Дело не только в “знакомце нашем”. Бобышев разбирается со своей молодостью вообще. Черта русско-американской культуры? Да, на расстоянии всяческий спарринг, видимо, неотвратим и в некотором смысле малоопасен, но иные из “ахматовских сирот” развлекаются сведением счетов и здесь, в Москве, легендарная внутриэмигрантская склока тут ни при чем. Все это можно бы счесть эволюцией личности, борением художника с самим собой etc. Но выглядит это так: “А братва? А былая дружина, / что случалась роднее родных? / Да ничем она не дорожила, / всем давала с размаху под вздох. // Вот о ней-то горячего сраму / обобраться ли? Не оберешь... / Как чужую вчерашнюю даму / стыдно вспомнить. / А помнить — и что ж!” Так. Она уже и шлюха, дружина-то. К ней же, скорей всего, обращены и эти слова: “Вы все обкрадены. А я, хотя и тоже, / зато увидел мир”. Это написано в июне 1991-го. Анахронистический промах: тот, кому надо, мир уже увидел.

Самое отчетливое в стихах Бобышева — время и место возникновения этого поэта. Шестидесятые, Питер. Полемика с молодостью началась в молодости. Дружбы, переходящие в ненависть. Духота полупровинции. Ахматова. Эрмитаж. Архитектура. Буканика. Обида на Москву. Жажда авантюры. Антиквариат. Тоска по мировой культуре. Пассеизм. Прочая и прочая. Все это — в стихах целой генерации вне зависимости от посещения комаровской Будки.

Бобышевский стих — еще одно подтверждение весьма косвенного влияния ахматовского стиха на творчество “волшебного хора”. Разве что в “Новых диалогах...” есть некий отсвет “Поэмы без героя”. Как Бродский изменял Ахматовой с Цветаевой, так Бобышев — с Мандельштамом, не избежав ни его позднего анапеста, ни “соломинки”, ни “пальцев зрячих”, ни “Я слово позабыл...” (в несколько издевательской форме, надо сказать; то же самое — и с самой Ахматовой, в сущности высмеянной: “Но — жилистый под ней (в ней) соглядатай / диктует барышне волнующе молчать... / И — уступать: — Как ты красив, проклятый! / И пра- на левую натягивать перчать”).

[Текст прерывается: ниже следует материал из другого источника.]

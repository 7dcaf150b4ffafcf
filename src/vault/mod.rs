//! Vault module - Bitwarden vault (đích của sync).
//!
//! Module này chứa:
//! - `VaultItem`: item login trong vault
//! - `Session`: session token đã xác thực, chỉ sống trong một run
//! - `VaultClient` trait (authenticate, list, create)
//! - `CredentialPrompt` trait: hỏi email / master password, được inject vào client
//! - `BitwardenCli`: implementation dùng `bw` CLI

pub mod bitwarden;

use crate::keychain::CredentialEntry;
use crate::secret::Secret;
use anyhow::Result;
use chrono::{DateTime, FixedOffset, SecondsFormat};

pub use bitwarden::BitwardenCli;

/// Một login item trong vault
#[derive(Debug, Clone, PartialEq, Eq)]
pub struct VaultItem {
    pub name: String,
    pub username: String,
    pub password: Secret,
    pub uri: String,
    pub notes: String,
}

impl VaultItem {
    /// Tạo item mới cho một keychain entry chưa có trong vault
    pub fn for_entry(entry: &CredentialEntry, imported_at: DateTime<FixedOffset>) -> Self {
        Self {
            name: entry.name(),
            username: entry.account.clone(),
            password: entry.secret.clone(),
            uri: format!("https://{}", entry.service),
            notes: format!(
                "Imported from macOS Keychain on {}",
                imported_at.to_rfc3339_opts(SecondsFormat::Secs, true)
            ),
        }
    }
}

/// Session đã xác thực. Token bị xoá khỏi bộ nhớ khi drop.
#[derive(Debug)]
pub struct Session {
    token: Secret,
}

impl Session {
    pub fn new(token: impl Into<Secret>) -> Self {
        Self {
            token: token.into(),
        }
    }

    pub fn token(&self) -> &Secret {
        &self.token
    }
}

/// Nguồn credentials cho đăng nhập interactive
pub trait CredentialPrompt {
    /// Email tài khoản Bitwarden
    fn email(&self) -> Result<String>;

    /// Master password
    fn master_password(&self) -> Result<Secret>;
}

/// Trait cho vault đích
pub trait VaultClient {
    /// Xác thực và trả về session cho run hiện tại
    fn authenticate(&self) -> Result<Session>;

    /// Liệt kê tất cả items hiện có
    fn list_items(&self, session: &Session) -> Result<Vec<VaultItem>>;

    /// Tạo một item mới
    fn create_item(&self, session: &Session, item: &VaultItem) -> Result<()>;
}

Разумеется, Державин. Но — отраженный, модернизированный другими, усвоенный через прежнее опосредование, о чем уже частично говорилось выше в связи с Рейном, а надо бы добавить и весь модернизм первой четверти ХХ века (отмечено С. Волковым). Заболоцкий, Шефнер, сверстники — Соснора, Горбовский (с их особым и разным почвенничеством), Британишский (поныне недооцененный). На взгляд со стороны и вряд ли по воле автора, именно эти соседи по цеху там и сям отзываются у Бобышева. В превосходной вещи “Ксения Петербуржская” — квинтэссенция тех поисков, тех поэтических интересов. “Христоблаженную, хлопочущу о многу, // о теплой мелочи и о слезе людской, / ее бы помянуть саму за упокой, // горяще-таящую истово и яро... / Я помолился лишь о “нелишенье дара”.

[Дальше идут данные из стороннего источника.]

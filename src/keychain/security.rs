//! SecurityKeychain - Đọc keychain thông qua macOS `security` tool.
//!
//! Quy trình:
//! 1. `security dump-keychain` (không có `-d`, nên không dump secrets)
//! 2. Parse các block `keychain:` / `class:` / `attributes:`
//! 3. Đọc secret cho từng record:
//!    - genp (generic password): qua `keyring` crate, hoặc
//!      `security find-generic-password -w` khi cấu hình một keychain cụ thể
//!    - inet (internet password): `security find-internet-password -w`

use super::{CredentialEntry, KeychainReader, KeychainScan};
use crate::config::Config;
use crate::error::{Store, SyncError};
use crate::secret::Secret;
use anyhow::{anyhow, bail, Context, Result};
use std::collections::HashMap;
use std::path::{Path, PathBuf};
use std::process::{Command, Stdio};

/// Các thông báo của `security` khi keychain bị khoá hoặc user từ chối
const ACCESS_DENIED_MARKERS: &[&str] = &[
    "User interaction is not allowed",
    "user name or passphrase you entered is not correct",
    "User canceled the operation",
];

/// Một record thô từ `security dump-keychain`
#[derive(Debug, Clone, Default, PartialEq, Eq)]
pub struct KeychainRecord {
    /// Đường dẫn keychain chứa record
    pub keychain: String,
    /// Class của record ("genp", "inet", ...)
    pub class: String,
    /// Các attribute dạng "acct", "svce", "srvr"
    pub attributes: HashMap<String, String>,
}

impl KeychainRecord {
    /// Service của record: `svce` cho genp, `srvr` cho inet
    pub fn service(&self) -> Option<&str> {
        let key = match self.class.as_str() {
            "inet" => "srvr",
            _ => "svce",
        };
        self.attributes.get(key).map(String::as_str)
    }

    pub fn account(&self) -> &str {
        self.attributes.get("acct").map(String::as_str).unwrap_or("")
    }
}

/// Parse output của `security dump-keychain`
pub fn parse_dump(output: &str) -> Vec<KeychainRecord> {
    let mut records = Vec::new();
    let mut current: Option<KeychainRecord> = None;

    for line in output.lines() {
        if let Some(path) = line.strip_prefix("keychain: ") {
            if let Some(record) = current.take() {
                records.push(record);
            }
            current = Some(KeychainRecord {
                keychain: unquote(path).to_string(),
                ..KeychainRecord::default()
            });
            continue;
        }

        let Some(record) = current.as_mut() else {
            continue;
        };

        if let Some(class) = line.strip_prefix("class: ") {
            record.class = unquote(class).to_string();
        } else if let Some((name, value)) = parse_attribute(line) {
            if let Some(value) = value {
                record.attributes.insert(name, value);
            }
        }
    }

    if let Some(record) = current {
        records.push(record);
    }

    records
}

/// Parse một dòng attribute dạng `    "acct"<blob>="alice"`.
/// Các attribute dạng số (`0x00000007 <blob>=...`) bị bỏ qua.
fn parse_attribute(line: &str) -> Option<(String, Option<String>)> {
    let trimmed = line.trim_start();
    let rest = trimmed.strip_prefix('"')?;
    let name_end = rest.find('"')?;
    let name = &rest[..name_end];
    let after_name = &rest[name_end + 1..];
    let eq = after_name.find('=')?;
    Some((name.to_string(), parse_value(&after_name[eq + 1..])))
}

/// Giá trị attribute: `"text"`, `<NULL>` hoặc hex blob `0x...  "text"`
fn parse_value(raw: &str) -> Option<String> {
    let raw = raw.trim();
    if raw.starts_with("<NULL>") {
        return None;
    }
    if let Some(hex) = raw.strip_prefix("0x") {
        let hex = hex.split_whitespace().next().unwrap_or("");
        let bytes = decode_hex(hex)?;
        let text = String::from_utf8_lossy(&bytes);
        return Some(text.trim_end_matches('\0').to_string());
    }
    if let Some(quoted) = raw.strip_prefix('"') {
        let end = quoted.rfind('"').unwrap_or(quoted.len());
        return Some(quoted[..end].to_string());
    }
    Some(raw.to_string())
}

fn decode_hex(hex: &str) -> Option<Vec<u8>> {
    if !hex.is_ascii() || hex.len() % 2 != 0 {
        return None;
    }
    (0..hex.len())
        .step_by(2)
        .map(|i| u8::from_str_radix(&hex[i..i + 2], 16).ok())
        .collect()
}

fn unquote(value: &str) -> &str {
    let value = value.trim();
    value
        .strip_prefix('"')
        .and_then(|v| v.strip_suffix('"'))
        .unwrap_or(value)
}

/// Keychain reader dùng `security` CLI
pub struct SecurityKeychain {
    /// Đường dẫn đến `security` binary
    security_path: PathBuf,
    /// Keychain cụ thể (None = search list mặc định)
    keychain: Option<PathBuf>,
    /// Các class được đọc
    classes: Vec<String>,
}

impl SecurityKeychain {
    pub fn new(config: &Config) -> Self {
        Self {
            security_path: config.security_path.clone(),
            keychain: config.keychain.clone(),
            classes: config.item_classes.clone(),
        }
    }

    /// Chạy `security` và trả về stdout
    fn run_security(&self, mut cmd: Command) -> Result<String> {
        let output = cmd
            .stdin(Stdio::null())
            .stdout(Stdio::piped())
            .stderr(Stdio::piped())
            .output()
            .with_context(|| format!("Cannot execute {}", self.security_path.display()))?;

        if !output.status.success() {
            let stderr = String::from_utf8_lossy(&output.stderr);
            bail!("security failed ({}): {}", output.status, stderr.trim());
        }

        Ok(String::from_utf8_lossy(&output.stdout).to_string())
    }

    fn command(&self) -> Command {
        Command::new(&self.security_path)
    }

    /// Dump danh sách records (không có secrets)
    pub fn dump(&self) -> Result<Vec<KeychainRecord>, SyncError> {
        let mut cmd = self.command();
        cmd.arg("dump-keychain");
        if let Some(keychain) = &self.keychain {
            cmd.arg(keychain);
        }

        let output = self.run_security(cmd).map_err(|e| {
            let message = format!("{:#}", e);
            if ACCESS_DENIED_MARKERS.iter().any(|m| message.contains(m)) {
                SyncError::Authentication(e.context("Keychain access denied"))
            } else {
                SyncError::read(Store::Keychain, e.context("security dump-keychain failed"))
            }
        })?;

        Ok(parse_dump(&output))
    }

    /// Đọc secret của một record.
    /// `keyring` chỉ tìm trong search list mặc định, nên khi cấu hình một
    /// keychain cụ thể thì genp cũng đọc qua `security` với đường dẫn keychain.
    fn lookup_secret(&self, record: &KeychainRecord, service: &str) -> Result<Secret> {
        let account = record.account();
        match record.class.as_str() {
            "genp" if self.keychain.is_none() && !account.is_empty() => {
                let entry = keyring::Entry::new(service, account)
                    .context("Cannot open keyring entry")?;
                let password = entry
                    .get_password()
                    .context("Cannot read password from keyring")?;
                Ok(Secret::from(password))
            }
            "genp" => self.find_password("find-generic-password", record, service),
            "inet" => self.find_password("find-internet-password", record, service),
            other => Err(anyhow!("Unsupported keychain class: {}", other)),
        }
    }

    /// `security find-*-password -w` cho record không đọc được qua keyring
    fn find_password(
        &self,
        subcommand: &str,
        record: &KeychainRecord,
        service: &str,
    ) -> Result<Secret> {
        // -s là service (genp) hoặc server (inet)
        let mut cmd = self.command();
        cmd.arg(subcommand).arg("-s").arg(service);
        if !record.account().is_empty() {
            cmd.arg("-a").arg(record.account());
        }
        cmd.arg("-w");
        if !record.keychain.is_empty() {
            cmd.arg(Path::new(&record.keychain));
        }

        let output = self.run_security(cmd)?;
        let password = output.strip_suffix('\n').unwrap_or(&output);
        Ok(Secret::new(password))
    }
}

impl KeychainReader for SecurityKeychain {
    fn read_entries(&self) -> Result<KeychainScan, SyncError> {
        let records = self.dump()?;
        let mut scan = KeychainScan::default();

        for record in records {
            if !self.classes.iter().any(|c| *c == record.class) {
                continue;
            }

            let Some(service) = record.service().filter(|s| !s.is_empty()) else {
                tracing::debug!(
                    "Skipping {} record without service (account '{}')",
                    record.class,
                    record.account()
                );
                scan.skipped += 1;
                continue;
            };

            match self.lookup_secret(&record, service) {
                Ok(secret) => {
                    tracing::debug!("Read keychain entry: {} - {}", service, record.account());
                    scan.entries.push(CredentialEntry::new(service, record.account(), secret));
                }
                Err(e) => {
                    tracing::warn!(
                        "Cannot read password for {} - {}: {:#}",
                        service,
                        record.account(),
                        e
                    );
                    scan.skipped += 1;
                }
            }
        }

        Ok(scan)
    }
}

В Америке Бобышев заметно полевел в стиховом смысле. Наверно, причина тому — нехватка живой речи и давняя тяга к, так сказать, корнесловию. Дабы не засушить стих, он перенасыщает его терпким раствором некой разговорности, дробя слова, недоговаривая, недописывая их, параллельно компенсируя образующиеся зияния большим количеством неологизмов в круто-почвенническом духе солженицынских уроков (прихребечена, библи-отческий, горлодрал, взглядо-огонь, отгрызоквраскувыргрызньдориносимажомлярво-личиныурчьогромно-непомерно-удспоткласьбелопечален, т.д., т.п.), всячески беспокоя, расшевеливая и саму графику стиха. Из всего футуристического опыта ему, как кажется опять-таки со стороны, больше всего пригодился — Каменский. Или ранний Асеев, как ни странно. Особенно когда он форсирует звук. На этом пути он ощущает тревогу, выраженную адекватно-показательно: “Псам все под хвост! Вот у меня такое ж / адажио: и — не в струю, не в ось... / Порою что-нибудь отколешь — / дивишься опосля: куда, откуда этих свойств?” Как говорил Сельвинский, “и любил родительного падежа”. Вряд ли это “адажио” испытало радость от знакомства с этим “опосля”.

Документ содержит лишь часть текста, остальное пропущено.